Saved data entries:
● ● ●
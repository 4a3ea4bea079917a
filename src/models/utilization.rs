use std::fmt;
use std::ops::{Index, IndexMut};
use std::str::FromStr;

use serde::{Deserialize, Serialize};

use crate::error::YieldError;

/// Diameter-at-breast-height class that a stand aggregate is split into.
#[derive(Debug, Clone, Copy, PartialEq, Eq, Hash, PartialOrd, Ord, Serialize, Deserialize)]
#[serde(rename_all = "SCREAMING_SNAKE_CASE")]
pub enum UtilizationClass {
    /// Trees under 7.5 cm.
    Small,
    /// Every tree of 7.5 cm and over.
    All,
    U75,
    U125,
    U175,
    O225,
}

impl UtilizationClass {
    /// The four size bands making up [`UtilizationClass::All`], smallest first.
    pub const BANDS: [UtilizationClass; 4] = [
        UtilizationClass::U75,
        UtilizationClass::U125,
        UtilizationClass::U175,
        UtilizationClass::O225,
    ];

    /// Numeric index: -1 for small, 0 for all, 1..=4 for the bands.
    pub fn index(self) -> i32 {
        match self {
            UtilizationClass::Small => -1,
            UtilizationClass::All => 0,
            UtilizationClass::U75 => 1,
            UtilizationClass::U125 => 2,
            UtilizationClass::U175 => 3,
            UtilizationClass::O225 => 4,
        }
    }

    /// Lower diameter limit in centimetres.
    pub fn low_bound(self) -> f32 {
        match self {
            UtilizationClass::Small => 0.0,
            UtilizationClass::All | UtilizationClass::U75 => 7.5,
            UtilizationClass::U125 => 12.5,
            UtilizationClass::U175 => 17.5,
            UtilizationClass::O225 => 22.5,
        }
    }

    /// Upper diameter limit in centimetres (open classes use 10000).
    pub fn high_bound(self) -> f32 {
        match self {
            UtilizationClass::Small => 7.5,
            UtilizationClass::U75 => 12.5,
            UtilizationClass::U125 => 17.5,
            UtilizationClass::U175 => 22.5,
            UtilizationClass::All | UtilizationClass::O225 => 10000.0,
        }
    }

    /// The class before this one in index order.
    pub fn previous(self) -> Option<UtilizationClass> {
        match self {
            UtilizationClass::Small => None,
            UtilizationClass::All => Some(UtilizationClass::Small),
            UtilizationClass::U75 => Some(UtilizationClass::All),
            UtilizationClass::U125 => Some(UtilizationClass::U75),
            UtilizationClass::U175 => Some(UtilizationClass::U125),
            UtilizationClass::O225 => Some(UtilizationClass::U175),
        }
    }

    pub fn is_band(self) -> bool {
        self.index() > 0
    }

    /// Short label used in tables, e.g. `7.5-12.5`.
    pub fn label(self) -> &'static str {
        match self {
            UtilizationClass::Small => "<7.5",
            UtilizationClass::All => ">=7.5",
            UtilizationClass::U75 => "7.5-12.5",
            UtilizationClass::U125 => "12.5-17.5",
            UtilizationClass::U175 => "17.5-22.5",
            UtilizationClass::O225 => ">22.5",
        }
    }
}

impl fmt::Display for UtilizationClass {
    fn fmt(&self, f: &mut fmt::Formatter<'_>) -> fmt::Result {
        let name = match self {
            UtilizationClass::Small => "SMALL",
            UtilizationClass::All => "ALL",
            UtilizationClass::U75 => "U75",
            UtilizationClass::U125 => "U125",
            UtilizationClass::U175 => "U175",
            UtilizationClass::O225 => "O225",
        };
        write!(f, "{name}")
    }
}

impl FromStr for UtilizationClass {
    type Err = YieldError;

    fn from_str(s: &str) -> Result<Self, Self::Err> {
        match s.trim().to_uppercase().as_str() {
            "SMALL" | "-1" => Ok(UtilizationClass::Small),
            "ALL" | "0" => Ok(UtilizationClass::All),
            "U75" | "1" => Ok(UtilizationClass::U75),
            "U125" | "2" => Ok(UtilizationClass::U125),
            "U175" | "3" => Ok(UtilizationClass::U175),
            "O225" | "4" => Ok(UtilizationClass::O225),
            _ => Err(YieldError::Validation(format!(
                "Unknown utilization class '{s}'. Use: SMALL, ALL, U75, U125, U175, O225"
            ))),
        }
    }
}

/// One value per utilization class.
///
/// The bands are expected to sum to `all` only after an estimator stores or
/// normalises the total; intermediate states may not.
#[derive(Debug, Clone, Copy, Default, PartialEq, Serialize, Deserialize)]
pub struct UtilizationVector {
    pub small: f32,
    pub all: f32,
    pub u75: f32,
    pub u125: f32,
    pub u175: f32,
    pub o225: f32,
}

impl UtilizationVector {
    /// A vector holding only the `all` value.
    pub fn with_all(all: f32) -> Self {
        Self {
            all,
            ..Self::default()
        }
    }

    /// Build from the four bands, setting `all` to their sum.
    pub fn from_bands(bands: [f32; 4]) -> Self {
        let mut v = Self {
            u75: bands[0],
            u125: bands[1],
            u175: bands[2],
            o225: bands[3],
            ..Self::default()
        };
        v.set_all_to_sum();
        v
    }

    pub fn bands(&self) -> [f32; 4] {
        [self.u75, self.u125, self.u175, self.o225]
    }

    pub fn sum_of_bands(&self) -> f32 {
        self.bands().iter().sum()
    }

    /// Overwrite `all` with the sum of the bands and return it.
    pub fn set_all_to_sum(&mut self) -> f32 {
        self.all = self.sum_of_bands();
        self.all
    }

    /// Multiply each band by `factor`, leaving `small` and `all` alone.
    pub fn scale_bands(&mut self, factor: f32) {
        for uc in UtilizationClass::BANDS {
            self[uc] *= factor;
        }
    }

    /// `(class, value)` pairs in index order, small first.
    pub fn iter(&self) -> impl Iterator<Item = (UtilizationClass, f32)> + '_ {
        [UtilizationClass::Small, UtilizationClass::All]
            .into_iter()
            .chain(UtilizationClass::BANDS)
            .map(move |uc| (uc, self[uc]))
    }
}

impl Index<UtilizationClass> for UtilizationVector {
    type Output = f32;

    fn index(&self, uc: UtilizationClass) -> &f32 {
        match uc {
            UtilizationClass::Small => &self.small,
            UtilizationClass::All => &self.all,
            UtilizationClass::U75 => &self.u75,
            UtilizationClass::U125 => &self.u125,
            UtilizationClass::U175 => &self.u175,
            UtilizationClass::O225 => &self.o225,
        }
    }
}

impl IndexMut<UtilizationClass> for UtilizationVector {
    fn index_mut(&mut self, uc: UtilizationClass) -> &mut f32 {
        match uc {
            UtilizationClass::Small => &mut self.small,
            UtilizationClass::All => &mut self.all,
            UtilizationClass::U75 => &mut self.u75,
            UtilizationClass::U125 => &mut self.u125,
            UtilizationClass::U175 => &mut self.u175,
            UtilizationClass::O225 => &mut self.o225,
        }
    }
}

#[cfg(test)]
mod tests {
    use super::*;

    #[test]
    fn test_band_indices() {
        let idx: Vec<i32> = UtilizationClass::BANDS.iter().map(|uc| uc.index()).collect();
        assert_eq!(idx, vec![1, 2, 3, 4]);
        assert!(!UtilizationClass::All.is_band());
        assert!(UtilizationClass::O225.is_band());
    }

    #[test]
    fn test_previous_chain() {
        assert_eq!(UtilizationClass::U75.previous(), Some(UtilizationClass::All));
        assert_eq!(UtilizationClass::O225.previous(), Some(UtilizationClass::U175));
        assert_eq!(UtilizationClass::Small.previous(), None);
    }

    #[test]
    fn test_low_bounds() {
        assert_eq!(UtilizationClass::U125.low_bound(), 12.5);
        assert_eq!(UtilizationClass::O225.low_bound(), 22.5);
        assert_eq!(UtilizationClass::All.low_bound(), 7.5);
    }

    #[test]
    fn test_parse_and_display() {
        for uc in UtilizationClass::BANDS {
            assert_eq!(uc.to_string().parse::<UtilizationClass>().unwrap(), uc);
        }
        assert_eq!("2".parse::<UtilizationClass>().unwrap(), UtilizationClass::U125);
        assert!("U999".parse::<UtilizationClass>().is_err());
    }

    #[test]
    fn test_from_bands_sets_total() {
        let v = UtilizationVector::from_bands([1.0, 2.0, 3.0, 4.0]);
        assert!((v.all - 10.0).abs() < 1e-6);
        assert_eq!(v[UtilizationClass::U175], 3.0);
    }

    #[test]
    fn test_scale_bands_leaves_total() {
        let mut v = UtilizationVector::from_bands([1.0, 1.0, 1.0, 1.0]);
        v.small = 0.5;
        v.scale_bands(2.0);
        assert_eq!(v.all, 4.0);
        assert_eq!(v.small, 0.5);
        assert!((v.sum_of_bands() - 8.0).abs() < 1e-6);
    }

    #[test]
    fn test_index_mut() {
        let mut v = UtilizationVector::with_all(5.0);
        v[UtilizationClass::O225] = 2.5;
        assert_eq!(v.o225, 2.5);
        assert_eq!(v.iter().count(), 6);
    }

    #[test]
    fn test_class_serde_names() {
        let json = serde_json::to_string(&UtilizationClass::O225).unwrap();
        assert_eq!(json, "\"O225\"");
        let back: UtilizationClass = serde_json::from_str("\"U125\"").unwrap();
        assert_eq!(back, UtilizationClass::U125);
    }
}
● ● ●
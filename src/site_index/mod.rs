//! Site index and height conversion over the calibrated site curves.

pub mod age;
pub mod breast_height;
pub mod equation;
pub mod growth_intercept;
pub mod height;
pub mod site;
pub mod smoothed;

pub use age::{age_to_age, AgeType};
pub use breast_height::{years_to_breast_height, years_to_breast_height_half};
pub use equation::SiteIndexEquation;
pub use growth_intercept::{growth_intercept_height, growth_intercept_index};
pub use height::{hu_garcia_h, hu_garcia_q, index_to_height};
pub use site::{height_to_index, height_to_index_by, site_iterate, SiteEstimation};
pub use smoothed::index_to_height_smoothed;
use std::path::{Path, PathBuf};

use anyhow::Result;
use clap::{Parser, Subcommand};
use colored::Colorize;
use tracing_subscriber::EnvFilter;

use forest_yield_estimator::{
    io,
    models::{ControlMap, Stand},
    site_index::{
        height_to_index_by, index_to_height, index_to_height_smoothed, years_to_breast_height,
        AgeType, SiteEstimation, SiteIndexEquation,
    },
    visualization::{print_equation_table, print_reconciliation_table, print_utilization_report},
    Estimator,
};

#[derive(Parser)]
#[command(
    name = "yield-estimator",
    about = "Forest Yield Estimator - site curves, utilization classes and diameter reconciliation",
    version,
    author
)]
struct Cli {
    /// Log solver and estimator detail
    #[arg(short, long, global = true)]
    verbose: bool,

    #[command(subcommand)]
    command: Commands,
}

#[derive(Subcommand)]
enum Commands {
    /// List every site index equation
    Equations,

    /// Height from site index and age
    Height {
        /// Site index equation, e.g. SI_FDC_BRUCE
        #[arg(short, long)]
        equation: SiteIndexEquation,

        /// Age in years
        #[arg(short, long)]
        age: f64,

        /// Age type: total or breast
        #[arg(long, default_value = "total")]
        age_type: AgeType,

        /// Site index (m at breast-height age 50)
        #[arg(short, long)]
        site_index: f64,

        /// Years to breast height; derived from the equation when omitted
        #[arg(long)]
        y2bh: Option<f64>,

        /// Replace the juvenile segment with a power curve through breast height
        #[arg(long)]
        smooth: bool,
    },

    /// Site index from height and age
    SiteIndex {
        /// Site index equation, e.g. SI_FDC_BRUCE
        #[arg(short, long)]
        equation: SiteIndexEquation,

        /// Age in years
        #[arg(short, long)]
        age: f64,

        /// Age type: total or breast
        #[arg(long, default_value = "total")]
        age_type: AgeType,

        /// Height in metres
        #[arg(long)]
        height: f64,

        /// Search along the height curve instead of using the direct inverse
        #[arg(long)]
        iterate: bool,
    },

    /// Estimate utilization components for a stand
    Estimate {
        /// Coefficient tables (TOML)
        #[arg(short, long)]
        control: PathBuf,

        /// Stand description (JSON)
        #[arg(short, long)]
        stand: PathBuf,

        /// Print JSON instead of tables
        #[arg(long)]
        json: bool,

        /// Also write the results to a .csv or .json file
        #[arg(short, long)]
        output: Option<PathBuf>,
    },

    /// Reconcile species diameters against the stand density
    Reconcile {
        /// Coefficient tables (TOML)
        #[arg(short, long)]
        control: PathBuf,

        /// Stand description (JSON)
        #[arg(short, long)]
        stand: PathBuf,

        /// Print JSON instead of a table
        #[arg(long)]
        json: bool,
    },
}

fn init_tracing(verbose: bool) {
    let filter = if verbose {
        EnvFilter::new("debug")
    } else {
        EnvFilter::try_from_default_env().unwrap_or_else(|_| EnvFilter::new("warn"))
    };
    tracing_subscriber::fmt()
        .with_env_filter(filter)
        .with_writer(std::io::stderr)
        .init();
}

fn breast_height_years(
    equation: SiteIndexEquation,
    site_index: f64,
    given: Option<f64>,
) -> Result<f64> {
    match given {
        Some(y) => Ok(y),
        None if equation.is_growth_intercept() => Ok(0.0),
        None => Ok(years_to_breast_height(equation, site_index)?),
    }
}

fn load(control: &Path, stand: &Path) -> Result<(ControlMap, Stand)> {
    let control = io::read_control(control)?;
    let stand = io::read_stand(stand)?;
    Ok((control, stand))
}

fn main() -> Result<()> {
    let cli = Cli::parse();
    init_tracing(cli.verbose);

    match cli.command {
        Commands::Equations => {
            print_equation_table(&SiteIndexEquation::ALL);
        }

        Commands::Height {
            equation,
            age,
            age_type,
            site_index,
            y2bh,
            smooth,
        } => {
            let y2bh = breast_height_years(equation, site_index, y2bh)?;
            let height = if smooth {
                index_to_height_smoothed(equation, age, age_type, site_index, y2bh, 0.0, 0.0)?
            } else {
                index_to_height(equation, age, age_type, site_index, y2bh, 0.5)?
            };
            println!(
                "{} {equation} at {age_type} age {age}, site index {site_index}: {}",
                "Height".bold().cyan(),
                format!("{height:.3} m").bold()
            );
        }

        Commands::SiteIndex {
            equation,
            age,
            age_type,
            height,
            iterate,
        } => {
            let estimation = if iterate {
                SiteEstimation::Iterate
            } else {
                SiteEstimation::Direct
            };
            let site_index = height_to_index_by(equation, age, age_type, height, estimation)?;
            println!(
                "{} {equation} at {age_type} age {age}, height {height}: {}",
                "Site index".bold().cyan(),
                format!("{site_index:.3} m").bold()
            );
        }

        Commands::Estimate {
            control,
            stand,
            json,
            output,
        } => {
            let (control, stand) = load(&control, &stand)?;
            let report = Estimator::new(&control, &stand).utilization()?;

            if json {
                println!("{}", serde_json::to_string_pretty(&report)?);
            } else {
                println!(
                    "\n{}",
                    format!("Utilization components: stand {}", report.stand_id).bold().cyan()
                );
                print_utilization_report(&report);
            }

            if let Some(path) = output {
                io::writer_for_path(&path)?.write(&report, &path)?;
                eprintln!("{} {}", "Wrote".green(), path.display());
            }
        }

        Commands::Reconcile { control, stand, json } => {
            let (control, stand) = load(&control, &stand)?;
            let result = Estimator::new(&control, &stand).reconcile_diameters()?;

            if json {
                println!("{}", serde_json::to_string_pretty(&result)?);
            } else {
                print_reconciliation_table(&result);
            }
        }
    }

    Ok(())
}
● ● ●
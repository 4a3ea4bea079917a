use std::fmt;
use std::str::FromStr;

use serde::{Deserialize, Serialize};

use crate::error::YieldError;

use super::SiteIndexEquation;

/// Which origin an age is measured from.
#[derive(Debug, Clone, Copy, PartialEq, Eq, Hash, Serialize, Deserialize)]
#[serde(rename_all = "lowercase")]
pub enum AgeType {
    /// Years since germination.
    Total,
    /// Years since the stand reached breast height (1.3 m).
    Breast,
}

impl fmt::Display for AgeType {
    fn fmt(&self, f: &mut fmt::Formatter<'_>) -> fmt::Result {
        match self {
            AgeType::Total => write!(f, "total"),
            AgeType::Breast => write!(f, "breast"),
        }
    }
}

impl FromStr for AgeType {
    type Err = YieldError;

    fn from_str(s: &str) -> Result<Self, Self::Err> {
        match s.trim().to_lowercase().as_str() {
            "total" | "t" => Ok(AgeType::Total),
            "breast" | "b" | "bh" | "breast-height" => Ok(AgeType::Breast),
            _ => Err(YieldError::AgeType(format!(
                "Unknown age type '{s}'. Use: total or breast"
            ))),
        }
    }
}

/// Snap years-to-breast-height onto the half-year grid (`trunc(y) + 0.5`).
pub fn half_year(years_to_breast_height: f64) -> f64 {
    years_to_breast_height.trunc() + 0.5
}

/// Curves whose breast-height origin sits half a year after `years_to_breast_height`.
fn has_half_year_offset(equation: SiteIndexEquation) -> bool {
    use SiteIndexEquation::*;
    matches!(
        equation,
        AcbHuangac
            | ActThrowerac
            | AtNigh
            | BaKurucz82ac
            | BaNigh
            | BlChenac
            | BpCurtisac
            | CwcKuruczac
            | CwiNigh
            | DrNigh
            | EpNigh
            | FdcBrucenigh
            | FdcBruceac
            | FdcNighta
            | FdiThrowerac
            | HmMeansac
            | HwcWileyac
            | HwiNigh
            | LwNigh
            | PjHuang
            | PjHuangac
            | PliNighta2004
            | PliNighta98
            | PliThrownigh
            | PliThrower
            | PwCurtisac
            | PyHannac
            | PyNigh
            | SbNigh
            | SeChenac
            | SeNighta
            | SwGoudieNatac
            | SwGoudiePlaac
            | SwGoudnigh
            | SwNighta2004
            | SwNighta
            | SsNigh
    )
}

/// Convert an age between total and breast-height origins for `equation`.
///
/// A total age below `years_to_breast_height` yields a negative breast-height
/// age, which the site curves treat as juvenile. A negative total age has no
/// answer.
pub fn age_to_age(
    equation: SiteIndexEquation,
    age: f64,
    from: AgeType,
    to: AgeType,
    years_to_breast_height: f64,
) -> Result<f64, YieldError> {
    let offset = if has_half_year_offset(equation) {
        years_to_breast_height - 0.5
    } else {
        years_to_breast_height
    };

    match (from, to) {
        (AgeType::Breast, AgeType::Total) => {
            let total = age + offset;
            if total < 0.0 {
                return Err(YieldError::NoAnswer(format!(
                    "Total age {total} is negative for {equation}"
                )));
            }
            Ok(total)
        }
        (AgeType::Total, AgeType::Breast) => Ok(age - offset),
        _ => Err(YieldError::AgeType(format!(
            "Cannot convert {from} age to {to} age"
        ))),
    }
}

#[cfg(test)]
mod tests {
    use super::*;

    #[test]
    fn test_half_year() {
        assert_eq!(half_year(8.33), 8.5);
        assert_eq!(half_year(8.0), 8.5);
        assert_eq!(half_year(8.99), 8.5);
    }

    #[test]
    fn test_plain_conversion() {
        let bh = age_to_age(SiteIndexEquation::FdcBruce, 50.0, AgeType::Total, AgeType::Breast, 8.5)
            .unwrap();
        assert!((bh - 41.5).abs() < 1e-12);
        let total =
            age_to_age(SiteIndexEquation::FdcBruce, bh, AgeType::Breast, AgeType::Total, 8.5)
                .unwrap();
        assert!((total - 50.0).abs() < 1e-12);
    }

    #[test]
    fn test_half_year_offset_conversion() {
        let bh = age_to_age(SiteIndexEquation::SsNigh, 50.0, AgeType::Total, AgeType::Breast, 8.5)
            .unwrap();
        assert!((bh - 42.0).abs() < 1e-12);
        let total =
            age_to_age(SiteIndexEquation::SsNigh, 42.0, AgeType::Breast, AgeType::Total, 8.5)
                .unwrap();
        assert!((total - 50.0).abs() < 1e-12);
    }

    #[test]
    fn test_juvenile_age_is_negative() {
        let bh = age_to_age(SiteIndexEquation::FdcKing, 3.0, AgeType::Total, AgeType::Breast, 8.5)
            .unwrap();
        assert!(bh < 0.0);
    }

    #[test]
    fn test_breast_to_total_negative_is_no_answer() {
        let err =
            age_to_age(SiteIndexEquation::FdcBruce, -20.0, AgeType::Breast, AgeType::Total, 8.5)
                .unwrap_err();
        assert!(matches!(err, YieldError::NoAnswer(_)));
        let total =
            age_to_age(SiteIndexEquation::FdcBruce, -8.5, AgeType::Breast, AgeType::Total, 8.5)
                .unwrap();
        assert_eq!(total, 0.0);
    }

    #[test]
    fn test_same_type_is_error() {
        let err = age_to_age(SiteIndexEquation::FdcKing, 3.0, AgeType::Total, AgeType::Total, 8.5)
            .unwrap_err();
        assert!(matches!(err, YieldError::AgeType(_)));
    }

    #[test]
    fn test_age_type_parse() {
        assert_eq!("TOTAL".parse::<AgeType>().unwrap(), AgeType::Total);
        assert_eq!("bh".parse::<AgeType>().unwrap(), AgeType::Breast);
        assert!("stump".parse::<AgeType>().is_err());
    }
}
● ● ●
### [Activity]
Read the entries and show each line that mentions "bool".

### [Written response]
    pub fn is_band(self) -> bool {
    verbose: bool,
        smooth: bool,
        iterate: bool,
        json: bool,
        json: bool,
fn init_tracing(verbose: bool) {
fn has_half_year_offset(equation: SiteIndexEquation) -> bool {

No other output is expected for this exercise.